[Collected data]
....................

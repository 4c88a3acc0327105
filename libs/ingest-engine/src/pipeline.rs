use std::collections::hash_map::DefaultHasher;
use std::hash::{Hash, Hasher};
use std::sync::Arc;
use std::sync::atomic::{AtomicU64, Ordering};

use tokio::sync::mpsc;
use tokio::task::JoinHandle;
use tokio_util::sync::CancellationToken;

use ingest_api::{EnrichedRecord, RecordSink, RecordSource, StreamRecord};

use crate::clock::{Clock, SystemClock};
use crate::config::{FailurePolicy, IngestConfig, StageConfig};
use crate::connectors::{open_sink, open_source};
use crate::dead_letter::dead_letter_record;
use crate::enrich::TenantStamp;
use crate::error::EngineError;

/// Counters reported when a run ends.
#[derive(Debug, Clone, Copy, Default, PartialEq, Eq)]
pub struct PipelineStats {
    /// Records read from the source and handed to a worker.
    pub received: u64,
    /// Enriched records accepted by the sink.
    pub delivered: u64,
    /// Records dropped under `on_error = "skip"`.
    pub skipped: u64,
    /// Records forwarded to the dead-letter sink.
    pub dead_lettered: u64,
}

#[derive(Default)]
struct Counters {
    delivered: AtomicU64,
    skipped: AtomicU64,
    dead_lettered: AtomicU64,
}

/// Source -> enrichment stage -> sink.
///
/// Records of one shard are always routed to the same worker, so their
/// relative order is kept end to end.
pub struct Pipeline {
    stage: Arc<TenantStamp>,
    settings: StageConfig,
    source: Box<dyn RecordSource>,
    sink: Arc<dyn RecordSink>,
    dead_letter: Option<Arc<dyn RecordSink>>,
    clock: Arc<dyn Clock>,
}

impl std::fmt::Debug for Pipeline {
    fn fmt(&self, f: &mut std::fmt::Formatter<'_>) -> std::fmt::Result {
        f.debug_struct("Pipeline")
            .field("stage", &self.stage)
            .field("settings", &self.settings)
            .field("source", &self.source.describe())
            .field("sink", &self.sink.describe())
            .field("dead_letter", &self.dead_letter.as_ref().map(|s| s.describe()))
            .finish()
    }
}

impl Pipeline {
    pub fn new(
        settings: StageConfig,
        source: Box<dyn RecordSource>,
        sink: Arc<dyn RecordSink>,
        dead_letter: Option<Arc<dyn RecordSink>>,
    ) -> Self {
        Self {
            stage: Arc::new(TenantStamp::new(
                settings.tenant_field.clone(),
                settings.timestamp_field.clone(),
            )),
            settings,
            source,
            sink,
            dead_letter,
            clock: Arc::new(SystemClock),
        }
    }

    /// Replace the wall clock, e.g. for replays with a fixed instant.
    pub fn with_clock(mut self, clock: Arc<dyn Clock>) -> Self {
        self.clock = clock;
        self
    }

    /// Open the configured connectors and wire them into a pipeline.
    pub async fn bootstrap(config: &IngestConfig) -> Result<Self, EngineError> {
        let props = &config.application_properties;
        tracing::info!(
            region = %props.region,
            input = %props.input_stream,
            delivery = %props.delivery_stream,
            "bootstrapping pipeline"
        );

        let source = open_source(&config.source, props).await?;
        let sink = open_sink(&config.sink, &props.delivery_stream).await?;

        // The dead-letter destination is only opened when it will be used.
        let dead_letter = match &config.dead_letter {
            Some(cfg) if config.stage.on_error == FailurePolicy::DeadLetter => {
                Some(open_sink(cfg, "dead_letter").await?)
            }
            _ => None,
        };

        Ok(Self::new(config.stage.clone(), source, sink, dead_letter))
    }

    /// Run until the source ends, `shutdown` is cancelled, or a fatal
    /// error occurs.
    ///
    /// Both the end of the source and cancellation drain the records
    /// already handed to workers and flush the sinks before returning.
    pub async fn run(self, shutdown: CancellationToken) -> Result<PipelineStats, EngineError> {
        let Pipeline {
            stage,
            settings,
            mut source,
            sink,
            dead_letter,
            clock,
        } = self;

        let on_error = match (settings.on_error, &dead_letter) {
            (FailurePolicy::Fail, _) => OnError::Fail,
            (FailurePolicy::Skip, _) => OnError::Skip,
            (FailurePolicy::DeadLetter, Some(sink)) => OnError::DeadLetter(Arc::clone(sink)),
            (FailurePolicy::DeadLetter, None) => {
                return Err(EngineError::Config(
                    "dead-letter policy selected but no dead-letter sink given".into(),
                ));
            }
        };

        let parallelism = settings.parallelism.max(1);
        let abort = CancellationToken::new();
        let counters = Arc::new(Counters::default());

        // --- 1. Spawn workers ---
        let mut senders = Vec::with_capacity(parallelism);
        let mut workers: Vec<JoinHandle<Result<(), EngineError>>> = Vec::with_capacity(parallelism);
        for index in 0..parallelism {
            let (tx, rx) = mpsc::channel(settings.channel_buffer.max(1));
            senders.push(tx);
            let worker = Worker {
                index,
                stage: Arc::clone(&stage),
                on_error: on_error.clone(),
                sink: Arc::clone(&sink),
                clock: Arc::clone(&clock),
                counters: Arc::clone(&counters),
                abort: abort.clone(),
            };
            workers.push(tokio::spawn(worker.run(rx)));
        }

        tracing::info!(
            source = %source.describe(),
            sink = %sink.describe(),
            parallelism,
            policy = ?settings.on_error,
            "pipeline started"
        );

        // --- 2. Dispatch ---
        let mut received = 0u64;
        let mut source_error = None;
        loop {
            let next = tokio::select! {
                biased;
                _ = abort.cancelled() => break,
                _ = shutdown.cancelled() => {
                    tracing::info!("shutdown requested, draining");
                    break;
                }
                next = source.next() => next,
            };

            let record = match next {
                Ok(Some(record)) => record,
                Ok(None) => {
                    tracing::info!(source = %source.describe(), "source exhausted");
                    break;
                }
                Err(e) => {
                    tracing::error!(source = %source.describe(), error = %e, "source failed");
                    source_error = Some(EngineError::from(e.with_context(source.describe())));
                    abort.cancel();
                    break;
                }
            };

            let slot = worker_for(&record.shard_id, parallelism);
            let handed = tokio::select! {
                biased;
                _ = abort.cancelled() => false,
                sent = senders[slot].send(record) => sent.is_ok(),
            };
            if !handed {
                break;
            }
            received += 1;
        }

        // Closing the channels lets workers drain and exit.
        drop(senders);
        drop(source);

        // --- 3. Join workers ---
        let mut worker_error = None;
        for (index, handle) in workers.into_iter().enumerate() {
            let outcome = match handle.await {
                Ok(result) => result,
                Err(e) => Err(EngineError::Join(format!("worker {index}: {e}"))),
            };
            if let Err(e) = outcome {
                worker_error.get_or_insert(e);
            }
        }

        // --- 4. Flush ---
        let mut flush_error = None;
        for target in std::iter::once(&sink).chain(dead_letter.as_ref()) {
            if let Err(e) = target.flush().await {
                tracing::error!(sink = %target.describe(), error = %e, "flush failed");
                flush_error.get_or_insert(EngineError::from(e.with_context(target.describe())));
            }
        }

        let stats = PipelineStats {
            received,
            delivered: counters.delivered.load(Ordering::Relaxed),
            skipped: counters.skipped.load(Ordering::Relaxed),
            dead_lettered: counters.dead_lettered.load(Ordering::Relaxed),
        };
        tracing::info!(
            received = stats.received,
            delivered = stats.delivered,
            skipped = stats.skipped,
            dead_lettered = stats.dead_lettered,
            "pipeline stopped"
        );

        match worker_error.or(source_error).or(flush_error) {
            Some(e) => Err(e),
            None => Ok(stats),
        }
    }
}

/// Worker index for a shard. Stable for the lifetime of a run.
fn worker_for(shard_id: &str, workers: usize) -> usize {
    if workers <= 1 {
        return 0;
    }
    let mut hasher = DefaultHasher::new();
    shard_id.hash(&mut hasher);
    (hasher.finish() % workers as u64) as usize
}

/// Failure policy resolved against the sinks actually given.
#[derive(Clone)]
enum OnError {
    Fail,
    Skip,
    DeadLetter(Arc<dyn RecordSink>),
}

struct Worker {
    index: usize,
    stage: Arc<TenantStamp>,
    on_error: OnError,
    sink: Arc<dyn RecordSink>,
    clock: Arc<dyn Clock>,
    counters: Arc<Counters>,
    abort: CancellationToken,
}

impl Worker {
    async fn run(self, mut rx: mpsc::Receiver<StreamRecord>) -> Result<(), EngineError> {
        loop {
            let record = tokio::select! {
                biased;
                _ = self.abort.cancelled() => return Ok(()),
                next = rx.recv() => match next {
                    Some(record) => record,
                    None => return Ok(()),
                },
            };

            if let Err(e) = self.process(record).await {
                tracing::error!(worker = self.index, error = %e, "worker stopped");
                self.abort.cancel();
                return Err(e);
            }
        }
    }

    async fn process(&self, record: StreamRecord) -> Result<(), EngineError> {
        let now = self.clock.now();
        let error = match self.stage.apply(&record.data, &record.partition_key, now) {
            Ok(line) => {
                self.sink
                    .send(EnrichedRecord::new(line))
                    .await
                    .map_err(|e| e.with_context(self.sink.describe()))?;
                self.counters.delivered.fetch_add(1, Ordering::Relaxed);
                return Ok(());
            }
            Err(error) => error,
        };

        match &self.on_error {
            OnError::Fail => Err(EngineError::Enrich {
                sequence_number: record.sequence_number,
                shard_id: record.shard_id,
                source: error,
            }),
            OnError::Skip => {
                tracing::warn!(
                    shard = %record.shard_id,
                    sequence = %record.sequence_number,
                    error = %error,
                    "skipping record"
                );
                self.counters.skipped.fetch_add(1, Ordering::Relaxed);
                Ok(())
            }
            OnError::DeadLetter(dead_letter) => {
                tracing::warn!(
                    shard = %record.shard_id,
                    sequence = %record.sequence_number,
                    error = %error,
                    "dead-lettering record"
                );
                dead_letter
                    .send(dead_letter_record(&record, &error))
                    .await
                    .map_err(|e| e.with_context(dead_letter.describe()))?;
                self.counters.dead_lettered.fetch_add(1, Ordering::Relaxed);
                Ok(())
            }
        }
    }
}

....................

_Task directions_:
Word for word, output the lines of the data from its first line through the line where "use tokio::sync::mpsc;" appears, and stop there.

_Final answer_:
repository 4c88a3acc0327105
filename libs/ingest-engine/src/pipeline.rs
use std::collections::hash_map::DefaultHasher;
use std::hash::{Hash, Hasher};
use std::sync::Arc;
use std::sync::atomic::{AtomicU64, Ordering};

use tokio::sync::mpsc;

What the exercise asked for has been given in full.